Brief:
When you have gone through the records below, state only how many lines include the word "offending".

(Saved data entries)

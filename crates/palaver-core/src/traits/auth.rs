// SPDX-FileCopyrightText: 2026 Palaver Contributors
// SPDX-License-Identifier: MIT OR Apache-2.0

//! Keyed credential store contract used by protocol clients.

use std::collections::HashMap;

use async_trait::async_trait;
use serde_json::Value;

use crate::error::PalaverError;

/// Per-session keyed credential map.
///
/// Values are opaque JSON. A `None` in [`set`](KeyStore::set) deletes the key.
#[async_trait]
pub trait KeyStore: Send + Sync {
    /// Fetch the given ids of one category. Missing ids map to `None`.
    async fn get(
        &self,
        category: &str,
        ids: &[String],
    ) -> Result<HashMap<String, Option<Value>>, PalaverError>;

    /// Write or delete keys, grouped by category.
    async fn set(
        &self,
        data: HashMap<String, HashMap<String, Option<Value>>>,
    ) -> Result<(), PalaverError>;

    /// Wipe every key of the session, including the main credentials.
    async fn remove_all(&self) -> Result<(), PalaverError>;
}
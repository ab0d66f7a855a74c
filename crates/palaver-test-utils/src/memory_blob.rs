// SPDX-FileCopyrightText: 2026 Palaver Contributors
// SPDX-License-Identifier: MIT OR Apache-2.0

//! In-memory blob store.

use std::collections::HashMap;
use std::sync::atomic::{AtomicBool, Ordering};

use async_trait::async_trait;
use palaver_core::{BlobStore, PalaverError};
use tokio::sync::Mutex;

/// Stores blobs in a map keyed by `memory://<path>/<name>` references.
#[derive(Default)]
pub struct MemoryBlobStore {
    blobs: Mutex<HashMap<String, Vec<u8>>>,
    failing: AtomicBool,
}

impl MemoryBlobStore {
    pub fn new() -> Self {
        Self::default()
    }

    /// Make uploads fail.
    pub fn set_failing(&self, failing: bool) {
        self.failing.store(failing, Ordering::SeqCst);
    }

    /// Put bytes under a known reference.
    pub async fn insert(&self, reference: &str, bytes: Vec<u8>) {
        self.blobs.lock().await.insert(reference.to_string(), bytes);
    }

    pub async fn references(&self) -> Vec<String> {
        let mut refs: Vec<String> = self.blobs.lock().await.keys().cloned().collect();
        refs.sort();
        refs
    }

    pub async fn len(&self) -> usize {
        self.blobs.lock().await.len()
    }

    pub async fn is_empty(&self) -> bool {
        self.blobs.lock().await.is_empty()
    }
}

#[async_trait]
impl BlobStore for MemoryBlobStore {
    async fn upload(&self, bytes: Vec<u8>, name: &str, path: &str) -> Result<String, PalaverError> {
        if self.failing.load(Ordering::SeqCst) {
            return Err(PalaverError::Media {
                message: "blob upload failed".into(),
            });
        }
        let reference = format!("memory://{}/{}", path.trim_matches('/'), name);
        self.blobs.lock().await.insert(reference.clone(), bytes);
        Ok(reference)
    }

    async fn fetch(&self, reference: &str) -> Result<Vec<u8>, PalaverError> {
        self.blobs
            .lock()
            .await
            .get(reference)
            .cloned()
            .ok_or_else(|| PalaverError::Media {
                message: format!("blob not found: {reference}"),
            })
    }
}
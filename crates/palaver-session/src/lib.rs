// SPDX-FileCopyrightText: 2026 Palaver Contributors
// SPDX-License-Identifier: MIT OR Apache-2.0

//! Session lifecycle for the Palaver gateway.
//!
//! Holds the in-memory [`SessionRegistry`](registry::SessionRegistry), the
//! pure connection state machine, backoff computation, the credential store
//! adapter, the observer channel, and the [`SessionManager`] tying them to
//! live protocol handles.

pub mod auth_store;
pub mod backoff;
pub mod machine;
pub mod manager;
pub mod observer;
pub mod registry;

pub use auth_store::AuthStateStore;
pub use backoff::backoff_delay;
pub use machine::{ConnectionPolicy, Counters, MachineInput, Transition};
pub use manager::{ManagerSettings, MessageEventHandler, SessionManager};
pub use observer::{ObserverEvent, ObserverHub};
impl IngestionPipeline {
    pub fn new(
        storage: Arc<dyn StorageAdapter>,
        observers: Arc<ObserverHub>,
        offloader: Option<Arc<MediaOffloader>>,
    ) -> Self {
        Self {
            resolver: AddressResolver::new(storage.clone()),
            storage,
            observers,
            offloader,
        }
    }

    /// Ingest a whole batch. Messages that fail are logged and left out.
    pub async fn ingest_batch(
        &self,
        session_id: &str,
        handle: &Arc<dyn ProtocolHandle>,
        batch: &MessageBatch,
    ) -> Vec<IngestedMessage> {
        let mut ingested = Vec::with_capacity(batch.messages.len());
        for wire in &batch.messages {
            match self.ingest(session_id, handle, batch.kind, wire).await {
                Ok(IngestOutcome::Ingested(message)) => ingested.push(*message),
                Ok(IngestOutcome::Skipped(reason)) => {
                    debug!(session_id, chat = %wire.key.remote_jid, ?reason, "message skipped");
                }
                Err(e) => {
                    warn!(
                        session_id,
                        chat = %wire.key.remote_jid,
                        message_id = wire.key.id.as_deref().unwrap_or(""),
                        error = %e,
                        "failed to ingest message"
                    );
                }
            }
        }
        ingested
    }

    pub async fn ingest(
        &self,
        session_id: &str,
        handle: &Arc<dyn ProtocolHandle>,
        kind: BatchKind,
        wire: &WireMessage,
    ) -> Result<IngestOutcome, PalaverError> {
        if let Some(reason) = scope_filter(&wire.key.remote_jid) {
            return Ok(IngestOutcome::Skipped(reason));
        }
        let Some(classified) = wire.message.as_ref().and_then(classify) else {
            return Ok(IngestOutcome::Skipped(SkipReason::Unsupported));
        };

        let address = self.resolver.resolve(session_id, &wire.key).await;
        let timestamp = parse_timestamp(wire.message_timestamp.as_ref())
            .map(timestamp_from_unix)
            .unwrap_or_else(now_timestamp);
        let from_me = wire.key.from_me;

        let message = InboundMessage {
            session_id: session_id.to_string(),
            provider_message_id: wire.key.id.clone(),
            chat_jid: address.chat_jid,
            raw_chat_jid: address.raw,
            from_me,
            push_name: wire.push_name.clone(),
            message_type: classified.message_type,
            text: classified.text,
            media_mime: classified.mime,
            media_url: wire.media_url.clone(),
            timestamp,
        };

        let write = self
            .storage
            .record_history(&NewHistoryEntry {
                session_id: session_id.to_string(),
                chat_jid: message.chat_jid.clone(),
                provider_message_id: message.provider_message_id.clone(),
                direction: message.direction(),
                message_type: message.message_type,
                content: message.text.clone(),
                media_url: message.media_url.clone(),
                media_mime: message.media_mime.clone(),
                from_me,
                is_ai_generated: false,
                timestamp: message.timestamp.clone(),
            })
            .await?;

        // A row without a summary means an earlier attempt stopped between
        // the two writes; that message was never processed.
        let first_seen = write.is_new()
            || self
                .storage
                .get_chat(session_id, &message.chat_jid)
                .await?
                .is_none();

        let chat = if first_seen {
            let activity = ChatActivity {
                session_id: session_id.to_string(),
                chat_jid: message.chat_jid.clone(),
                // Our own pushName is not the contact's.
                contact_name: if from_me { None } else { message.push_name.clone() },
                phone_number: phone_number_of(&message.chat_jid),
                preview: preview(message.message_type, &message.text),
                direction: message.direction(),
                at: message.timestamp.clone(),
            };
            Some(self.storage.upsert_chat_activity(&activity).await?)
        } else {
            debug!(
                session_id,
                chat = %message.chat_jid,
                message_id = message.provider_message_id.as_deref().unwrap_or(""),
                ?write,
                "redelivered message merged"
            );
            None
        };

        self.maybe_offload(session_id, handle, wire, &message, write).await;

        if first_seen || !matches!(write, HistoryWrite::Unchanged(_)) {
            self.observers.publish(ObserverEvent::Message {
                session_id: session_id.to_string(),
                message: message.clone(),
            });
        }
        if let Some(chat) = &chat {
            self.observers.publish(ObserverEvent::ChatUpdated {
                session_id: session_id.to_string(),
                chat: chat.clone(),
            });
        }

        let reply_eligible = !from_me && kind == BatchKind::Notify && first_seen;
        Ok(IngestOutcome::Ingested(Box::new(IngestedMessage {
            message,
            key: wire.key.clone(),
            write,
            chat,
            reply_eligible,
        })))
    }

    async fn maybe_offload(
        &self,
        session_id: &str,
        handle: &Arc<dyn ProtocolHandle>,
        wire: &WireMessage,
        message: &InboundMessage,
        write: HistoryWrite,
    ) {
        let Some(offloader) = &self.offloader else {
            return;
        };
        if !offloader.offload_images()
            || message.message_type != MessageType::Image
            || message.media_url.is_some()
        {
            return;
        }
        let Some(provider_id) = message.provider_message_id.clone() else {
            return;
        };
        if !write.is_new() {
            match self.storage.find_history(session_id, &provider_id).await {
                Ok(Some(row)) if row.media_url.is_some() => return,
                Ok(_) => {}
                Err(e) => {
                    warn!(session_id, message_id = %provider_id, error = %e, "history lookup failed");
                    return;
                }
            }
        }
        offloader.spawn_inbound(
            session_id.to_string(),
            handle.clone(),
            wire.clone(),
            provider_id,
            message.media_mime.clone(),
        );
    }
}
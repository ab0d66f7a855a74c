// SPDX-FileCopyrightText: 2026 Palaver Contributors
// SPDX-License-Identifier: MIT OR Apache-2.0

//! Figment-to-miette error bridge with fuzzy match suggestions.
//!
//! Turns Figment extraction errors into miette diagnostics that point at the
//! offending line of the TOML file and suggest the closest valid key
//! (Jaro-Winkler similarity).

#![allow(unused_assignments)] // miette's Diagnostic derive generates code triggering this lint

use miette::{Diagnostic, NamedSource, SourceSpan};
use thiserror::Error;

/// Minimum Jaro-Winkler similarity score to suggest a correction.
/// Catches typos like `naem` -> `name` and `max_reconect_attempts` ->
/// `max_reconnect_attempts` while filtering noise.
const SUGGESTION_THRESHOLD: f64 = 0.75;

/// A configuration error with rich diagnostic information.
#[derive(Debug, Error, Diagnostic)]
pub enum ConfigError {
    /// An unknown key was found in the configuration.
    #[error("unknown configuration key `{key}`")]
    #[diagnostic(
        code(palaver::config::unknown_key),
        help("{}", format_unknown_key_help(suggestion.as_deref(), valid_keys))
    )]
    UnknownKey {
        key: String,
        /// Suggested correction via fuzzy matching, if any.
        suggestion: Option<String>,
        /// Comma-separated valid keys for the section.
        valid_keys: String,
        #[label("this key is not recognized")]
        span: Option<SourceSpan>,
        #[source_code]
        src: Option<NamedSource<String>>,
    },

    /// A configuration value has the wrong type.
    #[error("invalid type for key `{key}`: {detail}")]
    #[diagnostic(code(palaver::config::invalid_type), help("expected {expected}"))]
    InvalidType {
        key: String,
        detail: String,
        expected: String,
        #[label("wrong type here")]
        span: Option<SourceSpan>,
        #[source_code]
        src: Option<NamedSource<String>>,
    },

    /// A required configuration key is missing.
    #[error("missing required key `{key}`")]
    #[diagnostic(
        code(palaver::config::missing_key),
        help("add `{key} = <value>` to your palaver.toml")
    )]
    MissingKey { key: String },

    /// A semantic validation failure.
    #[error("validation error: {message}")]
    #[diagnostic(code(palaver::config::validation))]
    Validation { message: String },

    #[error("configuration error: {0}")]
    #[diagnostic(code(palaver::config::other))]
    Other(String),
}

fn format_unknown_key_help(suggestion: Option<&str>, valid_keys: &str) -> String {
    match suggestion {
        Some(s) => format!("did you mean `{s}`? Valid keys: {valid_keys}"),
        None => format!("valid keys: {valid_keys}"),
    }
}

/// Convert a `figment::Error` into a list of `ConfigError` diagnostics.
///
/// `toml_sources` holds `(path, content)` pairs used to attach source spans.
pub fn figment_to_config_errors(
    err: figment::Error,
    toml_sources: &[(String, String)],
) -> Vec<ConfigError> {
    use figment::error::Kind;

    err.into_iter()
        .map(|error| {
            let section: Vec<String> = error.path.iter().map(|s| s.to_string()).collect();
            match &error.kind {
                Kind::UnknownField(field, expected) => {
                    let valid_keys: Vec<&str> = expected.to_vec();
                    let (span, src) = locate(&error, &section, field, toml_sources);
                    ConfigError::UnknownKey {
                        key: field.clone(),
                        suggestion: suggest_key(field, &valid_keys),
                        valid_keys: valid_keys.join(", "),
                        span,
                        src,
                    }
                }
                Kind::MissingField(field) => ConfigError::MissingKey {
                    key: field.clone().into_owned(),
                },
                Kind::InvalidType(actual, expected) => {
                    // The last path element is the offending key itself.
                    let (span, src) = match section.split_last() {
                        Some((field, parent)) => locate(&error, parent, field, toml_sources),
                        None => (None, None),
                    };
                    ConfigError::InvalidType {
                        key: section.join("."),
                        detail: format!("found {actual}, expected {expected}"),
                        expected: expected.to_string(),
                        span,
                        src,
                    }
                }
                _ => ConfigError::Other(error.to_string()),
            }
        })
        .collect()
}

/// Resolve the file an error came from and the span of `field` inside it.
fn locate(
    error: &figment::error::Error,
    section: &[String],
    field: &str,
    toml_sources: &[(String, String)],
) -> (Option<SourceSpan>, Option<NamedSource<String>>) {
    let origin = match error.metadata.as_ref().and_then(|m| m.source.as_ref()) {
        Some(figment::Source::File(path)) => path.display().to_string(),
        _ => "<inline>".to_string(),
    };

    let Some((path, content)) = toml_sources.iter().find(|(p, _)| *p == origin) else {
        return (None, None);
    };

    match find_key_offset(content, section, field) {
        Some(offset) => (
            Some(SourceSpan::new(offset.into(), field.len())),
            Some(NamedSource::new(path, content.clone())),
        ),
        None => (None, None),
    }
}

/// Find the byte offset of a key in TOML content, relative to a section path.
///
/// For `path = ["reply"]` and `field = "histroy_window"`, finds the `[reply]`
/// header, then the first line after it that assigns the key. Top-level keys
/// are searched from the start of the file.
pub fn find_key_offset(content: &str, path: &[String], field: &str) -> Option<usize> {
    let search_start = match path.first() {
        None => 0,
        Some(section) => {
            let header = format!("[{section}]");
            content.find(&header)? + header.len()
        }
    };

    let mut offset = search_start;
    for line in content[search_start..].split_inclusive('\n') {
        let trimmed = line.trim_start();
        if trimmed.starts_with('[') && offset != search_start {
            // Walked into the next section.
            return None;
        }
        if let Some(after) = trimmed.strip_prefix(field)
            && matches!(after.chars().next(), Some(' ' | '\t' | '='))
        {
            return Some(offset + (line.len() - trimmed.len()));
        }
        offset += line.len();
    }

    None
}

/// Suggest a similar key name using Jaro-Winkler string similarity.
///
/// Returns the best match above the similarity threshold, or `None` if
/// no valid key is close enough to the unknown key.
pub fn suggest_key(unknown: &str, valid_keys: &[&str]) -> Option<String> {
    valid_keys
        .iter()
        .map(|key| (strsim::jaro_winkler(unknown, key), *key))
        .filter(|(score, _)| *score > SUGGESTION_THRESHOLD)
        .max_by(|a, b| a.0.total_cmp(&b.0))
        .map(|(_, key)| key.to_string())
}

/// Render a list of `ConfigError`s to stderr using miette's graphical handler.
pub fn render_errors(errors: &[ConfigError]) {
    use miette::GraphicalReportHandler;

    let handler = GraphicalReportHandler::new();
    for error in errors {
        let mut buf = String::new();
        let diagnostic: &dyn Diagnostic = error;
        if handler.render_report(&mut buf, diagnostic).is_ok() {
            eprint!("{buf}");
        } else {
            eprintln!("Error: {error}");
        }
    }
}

Output for this exercise:
2